Ich kannte seine abrupten Übergänge aus dem Gerichtssaal. Es gelang ihm immer
wieder, den Anwalt der Gegenseite damit zu verwirren.
    »Die Kaution war nicht so schlimm wie
erwartet«, verkündete er. »Fünfundzwanzigtausend. Der Richter hat meine Argumente
akzeptiert: dass sie seit langem in der Gemeinde wohnt, alleinerziehende Mutter
ist, eine feste Stelle hat und von Angehörigen und Freunden unterstützt wird.«
    »Sie hätten das nicht bezahlen sollen«,
sagte Julia leise.
    »Natürlich«, warf ich ein, »schlimm
genug, dass du drei Tage im Gefängnis warst.«
    »Ich habe früher schon im Gefängnis
gesessen. Und du weißt, dass ich nicht gerne Schulden habe, die ich nicht
zurückzahlen kann.«
    »Falls Sie nicht ins Ausland fliehen,
werden Sie mir letztlich vielleicht gar nichts schulden«, bemerkte Glenn.

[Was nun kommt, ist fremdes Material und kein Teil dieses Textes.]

//! Network Module
//!
//! Framed TCP request-reply transport used for client requests, peer
//! replication and the rank authority, plus the topic broadcaster.

mod server;
mod client;
mod pubsub;

pub use server::{RequestHandler, RpcServer};
pub use client::{PeerTransport, RpcClient};
pub use pubsub::{Broadcaster, Published, Subscription, TopicBroadcaster};

use crate::replication::{Envelope, FrameHeader};
use crate::error::{Error, Result};

/// Largest frame body accepted from the wire
pub const MAX_FRAME_BYTES: u32 = 16 * 1024 * 1024;

/// Read one frame body from a reader.
///
/// A checksum mismatch is reported as [`Error::FrameCorrupted`]; the frame
/// has been fully consumed in that case, so the stream stays aligned.
/// [`Error::FrameTooLarge`] leaves the body unread.
pub async fn read_frame<R: tokio::io::AsyncRead + Unpin>(reader: &mut R) -> Result<Vec<u8>> {
    use tokio::io::AsyncReadExt;

    let mut header_bytes = [0u8; FrameHeader::SIZE];
    reader.read_exact(&mut header_bytes).await?;
    let header = FrameHeader::from_bytes(&header_bytes);

    if header.length > MAX_FRAME_BYTES {
        return Err(Error::FrameTooLarge {
            length: header.length,
            limit: MAX_FRAME_BYTES,
        });
    }

    let mut body = vec![0u8; header.length as usize];
    reader.read_exact(&mut body).await?;

    let computed_checksum = crc32fast::hash(&body);
    if computed_checksum != header.checksum {
        return Err(Error::FrameCorrupted("checksum mismatch".into()));
    }

    Ok(body)
}

/// Write one frame body to a writer
pub async fn write_frame<W: tokio::io::AsyncWrite + Unpin>(writer: &mut W, body: &[u8]) -> Result<()> {
    use tokio::io::AsyncWriteExt;

    let header = FrameHeader::new(body);
    writer.write_all(&header.to_bytes()).await?;
    writer.write_all(body).await?;
    writer.flush().await?;

    Ok(())
}

/// Read a framed envelope from a reader
pub async fn read_envelope<R: tokio::io::AsyncRead + Unpin>(reader: &mut R) -> Result<Envelope> {
    let body = read_frame(reader).await?;
    Ok(Envelope::deserialize(&body)?)
}

/// Write a framed envelope to a writer
pub async fn write_envelope<W: tokio::io::AsyncWrite + Unpin>(
    writer: &mut W,
    envelope: &Envelope,
) -> Result<()> {
    let body = envelope.serialize()?;
    write_frame(writer, &body).await
}
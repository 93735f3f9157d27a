//! Peer Endpoint Handler
//!
//! Served on the replication port of every node. Backups apply
//! `replicate_*` requests from the primary without re-validating them,
//! and answer the coordinator's clock polls and corrections.

use std::sync::Arc;

use super::{required, Envelope, Operation, Payload, PeerKind};
use crate::clock::{LogicalClock, PhysicalClock};
use crate::network::RequestHandler;
use crate::state::StateStore;
use crate::error::Result;

/// Handler for the replication endpoint
pub struct PeerHandler {
    store: Arc<StateStore>,
    clock: Arc<LogicalClock>,
    physical: Arc<PhysicalClock>,
    /// Called after every applied replicated operation
    on_applied: Option<Box<dyn Fn() + Send + Sync>>,
}

impl PeerHandler {
    pub fn new(store: Arc<StateStore>, clock: Arc<LogicalClock>, physical: Arc<PhysicalClock>) -> Self {
        Self {
            store,
            clock,
            physical,
            on_applied: None,
        }
    }

    /// Run `hook` after each applied operation (used to request persistence)
    pub fn on_applied(mut self, hook: impl Fn() + Send + Sync + 'static) -> Self {
        self.on_applied = Some(Box::new(hook));
        self
    }
}

#[async_trait::async_trait]
impl RequestHandler for PeerHandler {
    async fn handle(&self, request: Envelope) -> Result<Envelope> {
        self.clock.observe(request.data.clock);

        let Some(kind) = PeerKind::parse(&request.service) else {
            tracing::warn!("Unknown replication service: {}", request.service);
            return Ok(request.reply(Payload::error(self.clock.tick(), "Replication service not found")));
        };

        let data = match kind {
            PeerKind::Replicate(op_kind) => {
                let op = Operation::from_payload(op_kind, &request.data);
                self.store.apply_replicated(&op).await;
                if let Some(hook) = &self.on_applied {
                    hook();
                }
                Payload::ok(self.clock.tick())
            }
            PeerKind::Clock => {
                let mut data = Payload::ok(self.clock.tick());
                data.time = Some(self.physical.now_ms());
                data
            }
            PeerKind::ClockAdjust => {
                let offset = required(&request.data.offset, "offset", "clock_adjust")?;
                self.physical.adjust(offset);
                Payload::ok(self.clock.tick())
            }
        };

        Ok(request.reply(data))
    }

    fn clock(&self) -> &LogicalClock {
        &self.clock
    }
}
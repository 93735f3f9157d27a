//! Chat Domain Model

use std::collections::{BTreeMap, BTreeSet};
use serde::{Deserialize, Serialize};

/// A user record, overwritten on every login
#[derive(Debug, Clone, PartialEq, Eq, Serialize, Deserialize)]
#[serde(rename_all = "camelCase")]
pub struct User {
    pub user: String,
    pub login_time: i64,
    pub last_seen: i64,
    pub created_at: i64,
}

/// A private message between two users
#[derive(Debug, Clone, PartialEq, Eq, Serialize, Deserialize)]
pub struct ChatMessage {
    pub src: String,
    pub dst: String,
    pub message: String,
    pub timestamp: i64,
    pub clock: u64,
}

/// A message published to a channel
#[derive(Debug, Clone, PartialEq, Eq, Serialize, Deserialize)]
pub struct Publication {
    pub user: String,
    pub channel: String,
    pub message: String,
    pub timestamp: i64,
    pub clock: u64,
}

/// All mutable chat state of a node
#[derive(Debug, Clone, Default, PartialEq, Eq)]
pub struct ChatState {
    /// Users keyed by name
    pub users: BTreeMap<String, User>,
    /// Channel names
    pub channels: BTreeSet<String>,
    /// Private messages in arrival order
    pub messages: Vec<ChatMessage>,
    /// Channel publications in arrival order
    pub publications: Vec<Publication>,
}

impl ChatState {
    /// Collection sizes
    pub fn counts(&self) -> StateCounts {
        StateCounts {
            users: self.users.len(),
            channels: self.channels.len(),
            messages: self.messages.len(),
            publications: self.publications.len(),
        }
    }
}

/// Collection sizes, for logging and status reporting
#[derive(Debug, Clone, Copy, Default, PartialEq, Eq, Serialize, Deserialize)]
pub struct StateCounts {
    pub users: usize,
    pub channels: usize,
    pub messages: usize,
    pub publications: usize,
}

impl std::fmt::Display for StateCounts {
    fn fmt(&self, f: &mut std::fmt::Formatter<'_>) -> std::fmt::Result {
        write!(
            f,
            "{} users, {} channels, {} messages, {} publications",
            self.users, self.channels, self.messages, self.publications
        )
    }
}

    Ihre Mundwinkel zuckten leicht.
    »Nun zu den Beweisen: Julia sagt, sie
habe ihre Ermittlungen für Alex Aguilar am dreizehnten Juni abgeschlossen. Er
lud sie zum Essen ein, um die erfolgreiche Beendigung ihres Auftrags zu feiern.
Am Freitag, dem dreizehnten. Kein Wunder, was? Julia, warum erzählen Sie Sharon
nicht einfach, was Sie mir erzählt haben?«
    Sie drehte sich in dem ausladenden
Sessel zu mir. Unter ihren Augen lagen tiefe Ringe, sie sah besorgt aus. »Er
hat mich also zum Essen eingeladen, und ich habe ja gesagt. Vor mir selbst habe
ich es als Geschäftsessen gerechtfertigt, als hätte es nichts zu bedeuten, aber
ich muss zugeben, ich fand ihn attraktiv. Und mein letztes richtiges Rendezvous
war lange her. Jedenfalls sind wir in so einen Tapas-Laden im Mission District
gegangen, der einer seiner Nachbarinnen gehört.«
    »Ins Café Gastrónomo?«, warf ich ein.
    »Genau. Lauter wichtige Leute gehen da
hin; alle blieben an unserem Tisch stehen. Ich hätte nie geglaubt, jemals solche Leute zu treffen. Danach schlug er vor, bei ihm noch etwas Wein zu trinken.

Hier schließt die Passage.